Inbound students Study Abroad and Exchange at the University of Melbourne

Student Profiles

Warren Howden

Shantou University, China

Exchange in Semester 2, 2005
Bachelor of Arts and Bachelor of Music

Having studied Chinese for many years before going on exchange, I went to Shantou University hoping to develop native speaker level fluency, and work lots on reading and writing, which has never been as good as my speaking. Beyond that, I had very few expectations, and basically no idea about the place in which I would be spending the next five months.

For those with a genuine interest in languages, China is an amazing place. Mandarin is but one of many languages and dialects spoken in the middle kingdom, often only necessary as a means of communication for people from different regions. Those with a common home town will speak their local dialect to each other, in some cases as close to Mandarin as New Zealand English is to Australian English; in others the difference is greater than that between Spanish and German. In Shantou the local language is called Chaoshan; on campus at Shantou University the most commonly spoken tongue (outside of the classroom) was Cantonese. Around my dormitory was a mixture of Thai, Mandarin and Cantonese; one bloke even spoke Arabic, but nobody else did so he mostly stuck to Chinese. Mandarin was the common language for me and my classmates, so if we went out together local people could understand us chatting but rarely would we have any idea what they saying.

Shantou is a small-average size Chinese city, population 2–4 million, depending on how many outlying areas are included. Typically modern day Chinese, the city is a mass of ugly buildings with a few nice areas that are slowly falling down. Once inside the concrete monoliths, however, many of the interiors are quite nice.

Shantou's traffic is so disorderly that on one in every two or three trips into town I would see an accident. Motorcycle taxis are the fastest way to get around, but make sure you've got a good grip under the seat as you bounce over the bridge.

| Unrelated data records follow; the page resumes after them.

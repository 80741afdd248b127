//! Binary wire codec. One message per datagram: a single opcode byte
//! followed by unsigned-byte fields; player names are u16 big-endian
//! length-prefixed UTF-8.
//!
//! The two directions use separate vocabularies because several opcode
//! bytes mean different things depending on who sent them ('T' is a
//! marker-removal request from a client but a turn report from the
//! server).

use crate::{PlayerId, MAX_DATAGRAM_LEN};
use bytes::{Buf, BufMut};

/// Longest name that still fits a `Name` datagram under
/// [`MAX_DATAGRAM_LEN`]: opcode + player id + 2-byte length prefix.
pub const MAX_NAME_LEN: usize = MAX_DATAGRAM_LEN - 4;

#[derive(Debug, thiserror::Error)]
pub enum DecodeError {
    #[error("unknown opcode {0:#04x}")]
    UnknownOpcode(u8),

    #[error("datagram truncated")]
    Truncated,

    #[error("name is not valid UTF-8: {0}")]
    Name(#[from] std::string::FromUtf8Error),
}

/// Intents sent from a client to the server.
#[derive(Debug, PartialEq, Eq, Clone)]
pub enum ToServer {
    /// Request to join a session.
    Join { name: String },
    /// Request to remove `count` markers from heap `heap`.
    Take { heap: u8, count: u8 },
    /// Request a new game after a win.
    NewGame,
    /// Terminate the session.
    Quit,
}

/// Notifications sent from the server to a client.
#[derive(Debug, PartialEq, Eq, Clone)]
pub enum ToClient {
    /// Assign the receiver its player id.
    Id { player: PlayerId },
    /// Announce a seated player's name.
    Name { player: PlayerId, name: String },
    /// Report a player's updated cumulative score.
    Score { player: PlayerId, score: u8 },
    /// Report the new remaining count of one heap.
    Heap { heap: u8, count: u8 },
    /// Report whose turn it is.
    Turn { player: PlayerId },
    /// Announce the winner of the current game.
    Winner { player: PlayerId },
    /// The session has been terminated.
    Quit,
}

fn get_u8(bytes: &mut impl Buf) -> Result<u8, DecodeError> {
    if bytes.remaining() < 1 {
        return Err(DecodeError::Truncated);
    }
    Ok(bytes.get_u8())
}

fn get_name(bytes: &mut impl Buf) -> Result<String, DecodeError> {
    if bytes.remaining() < 2 {
        return Err(DecodeError::Truncated);
    }
    let len = bytes.get_u16() as usize;
    if bytes.remaining() < len {
        return Err(DecodeError::Truncated);
    }
    let raw = bytes.copy_to_bytes(len);
    Ok(String::from_utf8(raw.to_vec())?)
}

fn put_name(buf: &mut impl BufMut, name: &str) {
    // Oversized names are a bug in the caller, not a runtime condition.
    assert!(
        name.len() <= MAX_NAME_LEN,
        "player name exceeds {} bytes",
        MAX_NAME_LEN
    );
    buf.put_u16(name.len() as u16);
    buf.put_slice(name.as_bytes());
}

impl ToServer {
    pub fn deserialize(mut bytes: impl Buf) -> Result<Self, DecodeError> {
        let message = match get_u8(&mut bytes)? {
            b'J' => Self::Join {
                name: get_name(&mut bytes)?,
            },
            b'T' => Self::Take {
                heap: get_u8(&mut bytes)?,
                count: get_u8(&mut bytes)?,
            },
            b'N' => Self::NewGame,
            b'Q' => Self::Quit,
            opcode => return Err(DecodeError::UnknownOpcode(opcode)),
        };
        Ok(message)
    }

    pub fn serialize(&self, mut buf: impl BufMut) {
        match self {
            Self::Join { name } => {
                buf.put_u8(b'J');
                put_name(&mut buf, name);
            }
            Self::Take { heap, count } => {
                buf.put_u8(b'T');
                buf.put_u8(*heap);
                buf.put_u8(*count);
            }
            Self::NewGame => buf.put_u8(b'N'),
            Self::Quit => buf.put_u8(b'Q'),
        }
    }

    pub fn to_vec(&self) -> Vec<u8> {
        let mut buf = Vec::with_capacity(MAX_DATAGRAM_LEN);
        self.serialize(&mut buf);
        buf
    }
}

impl ToClient {
    pub fn deserialize(mut bytes: impl Buf) -> Result<Self, DecodeError> {
        let message = match get_u8(&mut bytes)? {
            b'I' => Self::Id {
                player: get_u8(&mut bytes)?,
            },
            b'N' => Self::Name {
                player: get_u8(&mut bytes)?,
                name: get_name(&mut bytes)?,
            },
            b'S' => Self::Score {
                player: get_u8(&mut bytes)?,
                score: get_u8(&mut bytes)?,
            },
            b'H' => Self::Heap {
                heap: get_u8(&mut bytes)?,
                count: get_u8(&mut bytes)?,
            },
            b'T' => Self::Turn {
                player: get_u8(&mut bytes)?,
            },
            b'W' => Self::Winner {
                player: get_u8(&mut bytes)?,
            },
            b'Q' => Self::Quit,
            opcode => return Err(DecodeError::UnknownOpcode(opcode)),
        };
        Ok(message)
    }

    pub fn serialize(&self, mut buf: impl BufMut) {
        match self {
            Self::Id { player } => {
                buf.put_u8(b'I');
                buf.put_u8(*player);
            }
            Self::Name { player, name } => {
                buf.put_u8(b'N');
                buf.put_u8(*player);
                put_name(&mut buf, name);
            }
            Self::Score { player, score } => {
                buf.put_u8(b'S');
                buf.put_u8(*player);
                buf.put_u8(*score);
            }
            Self::Heap { heap, count } => {
                buf.put_u8(b'H');
                buf.put_u8(*heap);
                buf.put_u8(*count);
            }
            Self::Turn { player } => {
                buf.put_u8(b'T');
                buf.put_u8(*player);
            }
            Self::Winner { player } => {
                buf.put_u8(b'W');
                buf.put_u8(*player);
            }
            Self::Quit => buf.put_u8(b'Q'),
        }
    }

    pub fn to_vec(&self) -> Vec<u8> {
        let mut buf = Vec::with_capacity(MAX_DATAGRAM_LEN);
        self.serialize(&mut buf);
        buf
    }
}

#[cfg(test)]
mod tests {
    use super::*;

    fn roundtrip_to_server(message: ToServer) {
        let buffer = message.to_vec();
        assert!(buffer.len() <= MAX_DATAGRAM_LEN);
        assert_eq!(ToServer::deserialize(buffer.as_slice()).unwrap(), message);
    }

    fn roundtrip_to_client(message: ToClient) {
        let buffer = message.to_vec();
        assert!(buffer.len() <= MAX_DATAGRAM_LEN);
        assert_eq!(ToClient::deserialize(buffer.as_slice()).unwrap(), message);
    }

    mod join {
        use super::*;

        #[test]
        fn ser() {
            let buffer = ToServer::Join {
                name: "Ab".to_string(),
            }
            .to_vec();
            assert_eq!(buffer, [b'J', 0x00, 0x02, b'A', b'b']);
        }

        #[test]
        fn de() {
            const BYTES: &[u8] = &[b'J', 0x00, 0x03, b'B', b'o', b'b'];
            assert_eq!(
                ToServer::deserialize(BYTES).unwrap(),
                ToServer::Join {
                    name: "Bob".to_string()
                }
            );
        }

        #[test]
        fn empty_name() {
            roundtrip_to_server(ToServer::Join {
                name: String::new(),
            });
        }

        #[test]
        fn max_length_name() {
            roundtrip_to_server(ToServer::Join {
                name: "x".repeat(MAX_NAME_LEN),
            });
        }

        #[test]
        #[should_panic]
        fn oversized_name_panics() {
            ToServer::Join {
                name: "x".repeat(MAX_NAME_LEN + 1),
            }
            .to_vec();
        }
    }

    mod take {
        use super::*;

        #[test]
        fn ser() {
            let buffer = ToServer::Take { heap: 2, count: 5 }.to_vec();
            assert_eq!(buffer, [b'T', 0x02, 0x05]);
        }

        #[test]
        fn boundary_values() {
            roundtrip_to_server(ToServer::Take { heap: 0, count: 0 });
            roundtrip_to_server(ToServer::Take {
                heap: 255,
                count: 255,
            });
        }
    }

    #[test]
    fn bare_intents() {
        assert_eq!(ToServer::NewGame.to_vec(), [b'N']);
        assert_eq!(ToServer::Quit.to_vec(), [b'Q']);
        roundtrip_to_server(ToServer::NewGame);
        roundtrip_to_server(ToServer::Quit);
    }

    #[test]
    fn notifications_roundtrip() {
        roundtrip_to_client(ToClient::Id { player: 0 });
        roundtrip_to_client(ToClient::Id { player: 255 });
        roundtrip_to_client(ToClient::Name {
            player: 1,
            name: "Alice".to_string(),
        });
        roundtrip_to_client(ToClient::Name {
            player: 0,
            name: String::new(),
        });
        roundtrip_to_client(ToClient::Name {
            player: 255,
            name: "y".repeat(MAX_NAME_LEN),
        });
        roundtrip_to_client(ToClient::Score {
            player: 1,
            score: 255,
        });
        roundtrip_to_client(ToClient::Heap { heap: 2, count: 0 });
        roundtrip_to_client(ToClient::Turn { player: 0 });
        roundtrip_to_client(ToClient::Winner { player: 1 });
        roundtrip_to_client(ToClient::Quit);
    }

    #[test]
    fn turn_report_layout() {
        assert_eq!(ToClient::Turn { player: 1 }.to_vec(), [b'T', 0x01]);
    }

    #[test]
    fn unknown_opcode() {
        assert!(matches!(
            ToServer::deserialize(&[0x7f][..]),
            Err(DecodeError::UnknownOpcode(0x7f))
        ));
        assert!(matches!(
            ToClient::deserialize(&[b'J'][..]),
            Err(DecodeError::UnknownOpcode(_))
        ));
    }

    #[test]
    fn truncated() {
        assert!(matches!(
            ToServer::deserialize(&[][..]),
            Err(DecodeError::Truncated)
        ));
        assert!(matches!(
            ToServer::deserialize(&[b'T', 0x01][..]),
            Err(DecodeError::Truncated)
        ));
        // Length prefix promises more bytes than the datagram holds.
        assert!(matches!(
            ToServer::deserialize(&[b'J', 0x00, 0x05, b'a'][..]),
            Err(DecodeError::Truncated)
        ));
        assert!(matches!(
            ToClient::deserialize(&[b'N', 0x00][..]),
            Err(DecodeError::Truncated)
        ));
    }

    #[test]
    fn invalid_utf8_name() {
        assert!(matches!(
            ToServer::deserialize(&[b'J', 0x00, 0x02, 0xff, 0xfe][..]),
            Err(DecodeError::Name(_))
        ));
    }
}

Fortunately, the University is located about 15km outside of the city, in a beautiful open setting surrounded by forested, rocky hills. It can be very peaceful, though the silence is occasionally disturbed by dynamite blasts used by the construction industry in the surrounding area. It's a half hour bus ride into the city, but it feels a world away. There are about 7,000 students at the University, all of whom live on the campus, in a semi-self-sufficient community.

As an Arts (Chinese language)/Music student in Melbourne, I wasn't expecting to be doing much music while living in China. One night, however, over a beer and a barbecue (no stubbies or steaks though …), I was introduced to a music teacher, who was later to become one of my best friends in China . He told me of the major musical project that semester: the off-Broadway show, Pippin. Putting on an amateur Broadway production for the first time ever in Shantou, they needed an extra keyboard player as well as a flautist; it just so happens that I could manage both parts. Putting together an English speaking musical (directed by an American), performed by Chinese students, was a pretty remarkable experience.

Aside from myself, the band included natives of both the US and China, so I became the translator for all rehearsals, and also had to take charge of cues, as our Chinese band director had no comprehension of the English dialogue. In Australia I study Chinese and music, and to have the opportunity to work on both of these at the same time, in a practical environment while on exchange, was amazing. The show had no shortage of issues, rehearsals coming down to the wire for the show to be ready by opening night, but somehow when the time came it turned out great. Acting and singing in their third language, the students did a wonderful job, while the band managed to keep the audience's attention focused on the stage, the desired result.

The University's management was so pleased with the performances that they decided to put on additional performances in another city. Last June I was invited back to China, Shantou University covering my air travel, to perform three shows in Guangzhou.

Studying in Shantou was pretty chilled out, really. Although I felt the pressure of the workload a fair bit in the beginning, as I became more busy and less diligent, I discovered that it was actually ok to not be totally up to date. Teachers were pretty understanding, in fact in contrast to my Thai friends with a particular aversion to our regular 8am classes, I appeared to be quite a conscientious student. As with anything, you get out of it what you put in, so I'd work hard on the subjects I found useful, while letting the boring ones slide. The great thing about in country language study is that you're practising all the time, regardless of being in or out of the classroom.

Starting class at 8am every day was something I never really got used to. It meant finishing at midday, however, leaving afternoons free to play basketball, swim in the reservoir, go into town or go walking in the hills around uni.

My exchange experience was not without difficult periods. The first two months were particularly hard, primarily due to not knowing anybody very well. It probably took me longer than I'd expected to fully settle in, but by gradually making more friends I eventually felt like I really did belong there. By the end of semester, I was seriously considering applying to extend the exchange to a year, but in the end decided to travel for two months and come home.

Exchange was the most varied, unpredictable and worthwhile period of my degree to date. I would encourage anybody interested in a challenging, fun overseas experience to apply for as many things as possible; even if you're not accepted first time, there's a good chance that persistence will get you into a program eventually. Go with an open mind, and anything could happen.